● **Exercise details**:
Your output must match the records below character for character.

● **Material to process**:
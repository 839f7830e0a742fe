//! quartzite: an in-process job scheduler in the shape of Quartz — jobs,
//! triggers, calendars, and a job store driving a single scheduler loop
//! over a bounded worker pool.
//!
//! ```no_run
//! use quartzite::{JobDetail, JobKey, RepeatCount, Scheduler, SchedulerConfig, Trigger, TriggerKey};
//! use quartzite::job::{ExecutionContext, Job};
//! use chrono::{Duration, Utc};
//! use std::sync::Arc;
//!
//! struct PrintJob;
//! impl Job for PrintJob {
//!     fn execute(&self, _ctx: &mut ExecutionContext) -> quartzite::error::SchedulerResult<()> {
//!         println!("tick");
//!         Ok(())
//!     }
//! }
//!
//! let scheduler = Scheduler::new(SchedulerConfig::builder().build());
//! let detail = JobDetail::new(JobKey::new("heartbeat"), Arc::new(PrintJob));
//! let trigger = Trigger::simple(
//!     TriggerKey::new("heartbeat-trigger"),
//!     JobKey::new("heartbeat"),
//!     Utc::now(),
//!     RepeatCount::Infinite,
//!     Duration::seconds(30),
//! );
//! scheduler.schedule_job(detail, trigger).unwrap();
//! scheduler.start();
//! # scheduler.shutdown(false);
//! ```

pub mod calendar;
pub mod config;
pub mod cron;
pub mod error;
pub mod factory;
pub mod job;
pub mod keys;
pub mod listener;
pub mod logging;
pub mod pool;
pub mod scheduler;
pub mod signal;
pub mod store;
pub mod trigger;

pub use calendar::{Calendar, CalendarKind};
pub use config::{SchedulerConfig, SchedulerConfigBuilder};
pub use cron::CronExpression;
pub use error::{SchedulerError, SchedulerResult};
pub use factory::{
    JobFactory, JobTypeRegistry, PropertySettable, PropertySettingJobFactory, SimpleJobFactory,
    UnmatchedPropertyPolicy,
};
pub use job::{CompletedExecutionInstruction, ExecutionContext, Job, JobDataMap, JobDetail};
pub use keys::{GroupMatcher, JobKey, MatcherOperator, TriggerKey, DEFAULT_GROUP};
pub use listener::{JobListener, ListenerManager, SchedulerListener, TriggerListener, VetoDecision};
pub use pool::WorkerPool;
pub use scheduler::{ExecutingJob, Scheduler};
pub use store::{JobStore, TriggerFiredBundle, TriggerState};
pub use trigger::{
    CalendarIntervalMisfireInstruction, CronMisfireInstruction, IntervalUnit, RepeatCount,
    SimpleMisfireInstruction, Trigger, TriggerSchedule, DEFAULT_PRIORITY,
};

● **The completed task**:
repository 839f7830e0a742fe
//! quartzite: an in-process job scheduler in the shape of Quartz — jobs,
//! triggers, calendars, and a job store driving a single scheduler loop
//! over a bounded worker pool.
//!
//! ```no_run
//! use quartzite::{JobDetail, JobKey, RepeatCount, Scheduler, SchedulerConfig, Trigger, TriggerKey};
//! use quartzite::job::{ExecutionContext, Job};
//! use chrono::{Duration, Utc};
//! use std::sync::Arc;
//!
//! struct PrintJob;
//! impl Job for PrintJob {
//!     fn execute(&self, _ctx: &mut ExecutionContext) -> quartzite::error::SchedulerResult<()> {
//!         println!("tick");
//!         Ok(())
//!     }
//! }
//!
//! let scheduler = Scheduler::new(SchedulerConfig::builder().build());
//! let detail = JobDetail::new(JobKey::new("heartbeat"), Arc::new(PrintJob));
//! let trigger = Trigger::simple(
//!     TriggerKey::new("heartbeat-trigger"),
//!     JobKey::new("heartbeat"),
//!     Utc::now(),
//!     RepeatCount::Infinite,
//!     Duration::seconds(30),
//! );
//! scheduler.schedule_job(detail, trigger).unwrap();
//! scheduler.start();
//! # scheduler.shutdown(false);
//! ```

pub mod calendar;
pub mod config;
pub mod cron;
pub mod error;
pub mod factory;
pub mod job;
pub mod keys;
pub mod listener;
pub mod logging;
pub mod pool;
pub mod scheduler;
pub mod signal;
pub mod store;
pub mod trigger;

pub use calendar::{Calendar, CalendarKind};
pub use config::{SchedulerConfig, SchedulerConfigBuilder};
pub use cron::CronExpression;
pub use error::{SchedulerError, SchedulerResult};
pub use factory::{
    JobFactory, JobTypeRegistry, PropertySettable, PropertySettingJobFactory, SimpleJobFactory,
    UnmatchedPropertyPolicy,
};
pub use job::{CompletedExecutionInstruction, ExecutionContext, Job, JobDataMap, JobDetail};
pub use keys::{GroupMatcher, JobKey, MatcherOperator, TriggerKey, DEFAULT_GROUP};
pub use listener::{JobListener, ListenerManager, SchedulerListener, TriggerListener, VetoDecision};
pub use pool::WorkerPool;
pub use scheduler::{ExecutingJob, Scheduler};
pub use store::{JobStore, TriggerFiredBundle, TriggerState};
pub use trigger::{
    CalendarIntervalMisfireInstruction, CronMisfireInstruction, IntervalUnit, RepeatCount,
    SimpleMisfireInstruction, Trigger, TriggerSchedule, DEFAULT_PRIORITY,
};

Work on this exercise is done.